Style clash: Klopp and Ancelotti take a different route to the top

One of them is a leader full of emotions, who beats his chest, waves his arms and whose energetic style of the team is in his image.

The other is unflappable, unflappable, so nonchalant he seems almost indifferent, conveying calm all around him with his go-it-all-do-it-all approach.

In some ways, Jurgen Klopp and Carlo Ancelotti are polar opposites as football managers. What unites them is their ability to use their own inimitable style to win the game’s greatest trophies.

This is another reason why Saturday’s Champions League final between Klopp’s Liverpool and Ancelotti’s Real Madrid is so intriguing. Simply put, no club would want to be trailed in the greatest game in club football by anyone else.

Klopp was apparently made to be Liverpool manager. He is the modern-day Bill Shankly, the club’s legendary manager and man of the people of the 1960s and early 1970s who put the Reds on the path to becoming a giant of Europe.
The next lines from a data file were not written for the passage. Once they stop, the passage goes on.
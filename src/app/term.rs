use core::fmt::Write;

use embassy_time::{with_timeout, Duration};

use super::{
    config::{TERM_REPLY_MAX, TERM_REPLY_TIMEOUT_MS},
    types::SerialUart,
};

#[derive(Clone, Copy, PartialEq, Eq)]
pub(crate) enum TextStyle {
    Normal,
    Bold,
    Underlined,
    Blink,
    Inverse,
}

impl TextStyle {
    fn code(self) -> u8 {
        match self {
            TextStyle::Normal => 0,
            TextStyle::Bold => 1,
            TextStyle::Underlined => 4,
            TextStyle::Blink => 5,
            TextStyle::Inverse => 7,
        }
    }
}

pub(crate) async fn uart_write_all(uart: &mut SerialUart, mut bytes: &[u8]) -> bool {
    while !bytes.is_empty() {
        match uart.write_async(bytes).await {
            Ok(0) => return false,
            Ok(written) => bytes = &bytes[written..],
            Err(_) => return false,
        }
    }
    true
}

/// Discards whatever input bytes are already queued, so a stale keystroke
/// cannot be mistaken for the head of the attributes reply.
pub(crate) async fn drain_stale_input(uart: &mut SerialUart) {
    let mut byte = [0u8; 1];
    while let Ok(Ok(n)) = with_timeout(Duration::from_millis(2), uart.read_async(&mut byte)).await {
        if n == 0 {
            break;
        }
    }
}

/// Sends the device attributes query and waits for a reply, bounded by
/// `TERM_REPLY_TIMEOUT_MS`. Returns the parsed terminal class; `None` is a
/// negative probe (no reply, or a reply this code does not understand).
pub(crate) async fn probe_terminal(uart: &mut SerialUart) -> Option<u8> {
    drain_stale_input(uart).await;
    if !uart_write_all(uart, b"\x1b[c").await {
        return None;
    }

    let reply = with_timeout(
        Duration::from_millis(TERM_REPLY_TIMEOUT_MS),
        read_reply_until_terminator(uart),
    )
    .await
    .ok()?;
    parse_device_attributes(&reply)
}

async fn read_reply_until_terminator(uart: &mut SerialUart) -> heapless::Vec<u8, TERM_REPLY_MAX> {
    let mut reply = heapless::Vec::new();
    let mut byte = [0u8; 1];
    loop {
        match uart.read_async(&mut byte).await {
            Ok(n) if n > 0 => {
                if byte[0] == b'c' {
                    return reply;
                }
                if reply.push(byte[0]).is_err() {
                    return reply;
                }
            }
            _ => return reply,
        }
    }
}

/// Reply body (terminator already stripped) looks like `ESC [ ? 1 ; 2`;
/// the first digit group is the terminal class.
pub(crate) fn parse_device_attributes(reply: &[u8]) -> Option<u8> {
    let fields = reply.strip_prefix(b"\x1b[?")?;
    let separator = fields.iter().position(|&b| b == b';')?;
    let digits = &fields[..separator];
    if digits.is_empty() || !digits.iter().all(u8::is_ascii_digit) {
        return None;
    }
    let mut class = 0u8;
    for &digit in digits {
        class = class.saturating_mul(10).saturating_add(digit - b'0');
    }
    Some(class)
}

/// Cursor-addressed output primitives. Unbuffered: every call goes straight
/// to the UART; incremental repainting is the renderers' business.
pub(crate) struct Vt100<'u> {
    uart: &'u mut SerialUart,
}

impl<'u> Vt100<'u> {
    pub(crate) fn new(uart: &'u mut SerialUart) -> Self {
        Self { uart }
    }

    pub(crate) async fn enter(&mut self) {
        // 7-bit control codes, no visible or highlighted cursor.
        let _ = uart_write_all(self.uart, b"\x1b F\x1b[?25l\x1b[?12l").await;
        self.clear().await;
    }

    pub(crate) async fn leave(&mut self) {
        self.clear().await;
        let _ = uart_write_all(self.uart, b"\x1b[?25h\x1b[?12h\x1b G").await;
    }

    pub(crate) async fn clear(&mut self) {
        let _ = uart_write_all(self.uart, b"\x1b[2J").await;
    }

    /// 1-based row/column.
    pub(crate) async fn move_to(&mut self, row: u16, col: u16) {
        let mut sequence = heapless::String::<16>::new();
        let _ = write!(&mut sequence, "\x1b[{row};{col}f");
        let _ = uart_write_all(self.uart, sequence.as_bytes()).await;
    }

    pub(crate) async fn set_style(&mut self, style: TextStyle) {
        let mut sequence = heapless::String::<8>::new();
        let _ = write!(&mut sequence, "\x1b[{}m", style.code());
        let _ = uart_write_all(self.uart, sequence.as_bytes()).await;
    }

    pub(crate) async fn print(&mut self, text: &str) {
        let _ = uart_write_all(self.uart, text.as_bytes()).await;
    }

    pub(crate) async fn print_at(&mut self, row: u16, col: u16, style: TextStyle, text: &str) {
        self.set_style(style).await;
        self.move_to(row, col).await;
        self.print(text).await;
    }
}

#[cfg(test)]
mod tests {
    use super::parse_device_attributes;

    #[test]
    fn vt100_with_avo_reply() {
        // minicom answers ESC [ ? 1 ; 2 c
        assert_eq!(parse_device_attributes(b"\x1b[?1;2"), Some(1));
    }

    #[test]
    fn vt220_reply_keeps_full_class() {
        // GTKTerm answers ESC [ ? 62 ; 3 c
        assert_eq!(parse_device_attributes(b"\x1b[?62;3"), Some(62));
    }

    #[test]
    fn empty_reply_is_negative() {
        assert_eq!(parse_device_attributes(b""), None);
    }

    #[test]
    fn wrong_prefix_is_negative() {
        assert_eq!(parse_device_attributes(b"[?1;2"), None);
        assert_eq!(parse_device_attributes(b"\x1b[1;2"), None);
    }

    #[test]
    fn missing_separator_is_negative() {
        assert_eq!(parse_device_attributes(b"\x1b[?1"), None);
    }

    #[test]
    fn empty_class_field_is_negative() {
        assert_eq!(parse_device_attributes(b"\x1b[?;2"), None);
    }
}
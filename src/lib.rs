#![no_std]

extern crate alloc;

pub mod app;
Liverpool love Klopp and Klopp loves Liverpool, so much so that he recently signed a new contract keeping him at Anfield until 2026 which would take him beyond a decade at the club. No coach has been at Liverpool that long… Shankly.

Klopp is not ‘Normal One’ – the tag he gave himself when introduced as Liverpool manager in October 2015 in reference to Jose Mourinho’s self-proclaimed ‘Special One’ description. He won the Champions League in 2019, the English Premier League in 2020 to end Liverpool’s 30-year wait for the trophy that belonged to Anfield, and has just led what could be the biggest season of his story.
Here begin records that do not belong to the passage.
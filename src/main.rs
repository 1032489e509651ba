#![no_std]
#![no_main]

use esp_backtrace as _;

#[esp_hal::main]
fn main() -> ! {
    airscope::app::run()
}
League Cup winner, FA Cup winner, Premier League runner-up – by one point – after losing just two games, and potential Champions League winner. No previous English side have ever come so close to a quadruple.

Klopp’s look has changed – he no longer wears glasses after eye surgery in the summer of 2021 and he had his teeth whitened at the end of 2017 – but his passion for the heart on the sleeve and his fierce determination remain from his early days. in the management. Fans of Mainz and Borussia Dortmund, the teams he coached in Germany, can attest to that.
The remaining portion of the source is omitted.